Había varias imágenes de niños con sus madres —las mujeres leyéndoles, o dándoles la mano para alzarse del suelo, o mirándolos mientras dormían—, escenas de una infancia bien distinta de la de Maggie. Bet Butterfield, por supuesto, nunca hubiera podido leerle, y habría sido mucho más probable que le pegara un grito para que se levantara en lugar de tenderle la mano. Y también dudaba de que se despertara alguna vez y encontrase a su madre sentada junto a su cama. Alzó la vista, parpadeando rápidamente, para librarse de las lágrimas. La señora Blake seguía apoyada en el quicio de la puerta con las manos en el delantal.

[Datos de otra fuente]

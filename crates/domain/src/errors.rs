//! Error types used throughout the engine

use leadflow_common::{ErrorClassification, ErrorSeverity};
use serde::{Deserialize, Serialize};
use thiserror::Error;

/// Main error type for Leadflow
///
/// `Clone` so a single store failure can be handed to every caller sharing a
/// coalesced claim request.
#[derive(Error, Debug, Clone, PartialEq, Eq, Serialize, Deserialize)]
#[serde(tag = "type", content = "message")]
pub enum LeadflowError {
    /// Input rejected before any state mutation
    #[error("Validation error: {0}")]
    Validation(String),

    #[error("Conflict: {0}")]
    Conflict(String),

    #[error("Not found: {0}")]
    NotFound(String),

    /// Store unreachable, busy or timed out
    #[error("Transient store error: {0}")]
    TransientStore(String),

    #[error("Database error: {0}")]
    Database(String),

    #[error("Configuration error: {0}")]
    Config(String),

    #[error("Internal error: {0}")]
    Internal(String),
}

impl LeadflowError {
    /// Stable label used in logs, JSON responses and exit code mapping.
    pub fn label(&self) -> &'static str {
        match self {
            Self::Validation(_) => "validation_error",
            Self::Conflict(_) => "conflict",
            Self::NotFound(_) => "not_found",
            Self::TransientStore(_) => "transient_store",
            Self::Database(_) => "database",
            Self::Config(_) => "config",
            Self::Internal(_) => "internal",
        }
    }

    /// Join several violated constraints into one validation error.
    pub fn validation<I, S>(messages: I) -> Self
    where
        I: IntoIterator<Item = S>,
        S: Into<String>,
    {
        let joined: Vec<String> = messages.into_iter().map(Into::into).collect();
        Self::Validation(joined.join("; "))
    }
}

impl ErrorClassification for LeadflowError {
    fn is_retryable(&self) -> bool {
        matches!(self, Self::TransientStore(_) | Self::Database(_))
    }

    fn severity(&self) -> ErrorSeverity {
        match self {
            Self::Validation(_) | Self::Conflict(_) | Self::NotFound(_) => ErrorSeverity::Info,
            Self::TransientStore(_) => ErrorSeverity::Warning,
            Self::Database(_) | Self::Config(_) => ErrorSeverity::Error,
            Self::Internal(_) => ErrorSeverity::Critical,
        }
    }
}

/// Result type alias for Leadflow operations
pub type Result<T> = std::result::Result<T, LeadflowError>;

#[cfg(test)]
mod tests {
    use super::*;

    #[test]
    fn only_store_failures_are_retryable() {
        assert!(LeadflowError::TransientStore("busy".into()).is_retryable());
        assert!(LeadflowError::Database("locked".into()).is_retryable());
        assert!(!LeadflowError::NotFound("lead-1".into()).is_retryable());
        assert!(!LeadflowError::Validation("bad".into()).is_retryable());
        assert!(!LeadflowError::Conflict("taken".into()).is_retryable());
    }

    #[test]
    fn labels_are_stable() {
        assert_eq!(LeadflowError::Validation(String::new()).label(), "validation_error");
        assert_eq!(LeadflowError::Conflict(String::new()).label(), "conflict");
        assert_eq!(LeadflowError::NotFound(String::new()).label(), "not_found");
        assert_eq!(LeadflowError::TransientStore(String::new()).label(), "transient_store");
    }

    #[test]
    fn serializes_with_type_tag() {
        let json = serde_json::to_value(LeadflowError::NotFound("lead-9".into())).unwrap();
        assert_eq!(json, serde_json::json!({ "type": "NotFound", "message": "lead-9" }));
    }

    #[test]
    fn validation_joins_messages() {
        let err = LeadflowError::validation(["first", "second"]);
        assert_eq!(err, LeadflowError::Validation("first; second".into()));
    }
}
//! Scheduler error types

use std::time::Duration;

use leadflow_domain::LeadflowError;
use thiserror::Error;
use tokio::task::JoinError;
use tokio::time::error::Elapsed;

use crate::errors::InfraError;

/// Scheduler-specific errors
#[derive(Debug, Error)]
pub enum SchedulerError {
    /// Scheduler is already running
    #[error("Scheduler already running")]
    AlreadyRunning,

    /// Scheduler is not running
    #[error("Scheduler not running")]
    NotRunning,

    /// Operation timed out
    #[error("Operation timed out after {duration:?}")]
    Timeout {
        duration: Duration,
        #[source]
        source: Elapsed,
    },

    /// A store call failed
    #[error("Repository operation '{operation}' failed: {source}")]
    Repository {
        operation: &'static str,
        #[source]
        source: LeadflowError,
    },

    /// Task join failed
    #[error("Task join failed: {0}")]
    TaskJoinFailed(#[from] JoinError),

    /// Escalation write kept failing
    #[error("Escalation of lead {lead_id} failed after {attempts} attempts: {source}")]
    RetryExhausted {
        lead_id: String,
        attempts: u32,
        #[source]
        source: LeadflowError,
    },
}

impl From<SchedulerError> for InfraError {
    fn from(err: SchedulerError) -> Self {
        let leadflow_err = match err {
            SchedulerError::AlreadyRunning | SchedulerError::NotRunning => {
                LeadflowError::Conflict(err.to_string())
            }
            SchedulerError::Timeout { .. } => LeadflowError::TransientStore(err.to_string()),
            SchedulerError::Repository { source, .. } => source,
            SchedulerError::RetryExhausted { .. } => {
                LeadflowError::TransientStore(err.to_string())
            }
            SchedulerError::TaskJoinFailed(_) => LeadflowError::Internal(err.to_string()),
        };
        InfraError(leadflow_err)
    }
}

impl From<SchedulerError> for LeadflowError {
    fn from(err: SchedulerError) -> Self {
        InfraError::from(err).into()
    }
}

/// Convenience type alias for scheduler operations
pub type SchedulerResult<T> = Result<T, SchedulerError>;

—Deben de haber vendido ustedes muchos libros para poder vivir en esta casa, señora Blake —dijo Maggie para ocultar sus lágrimas.
La pregunta de Maggie pareció sacar a la señora Blake de una ensoñación. Se apartó de la jamba de la puerta y se pasó las manos por la falda para enderezarla.
—No muchos, corazón. No muchos. Son pocas las personas que entienden al señor Blake, ¿sabes? Ni siquiera esas canciones. —Vaciló—. Y ahora me parece que ya es hora de que mi marido vuelva al trabajo. Ya ha tenido unas cuantas interrupciones hoy, ¿no es cierto, señor Blake? —Lo dijo tímidamente, casi con miedo, como temerosa de la respuesta.
—Por supuesto, Kate —respondió él, apartándose de la prensa—. Tienes razón, como siempre. Me distraigo a menudo con una cosa u otra, y Kate tiene que llamarme al orden. —Se despidió con un movimiento de cabeza y abandonó la sala.
—¡Maldita sea! —dijo Maggie de repente—. ¡Me he olvidado de la cerveza de mi madre! —Dejó Cantos de inocencia sobre la mesa y corrió hacia la puerta—. Lo siento, señora Blake, tenemos que irnos. ¡Gracias por enseñarnos su casa!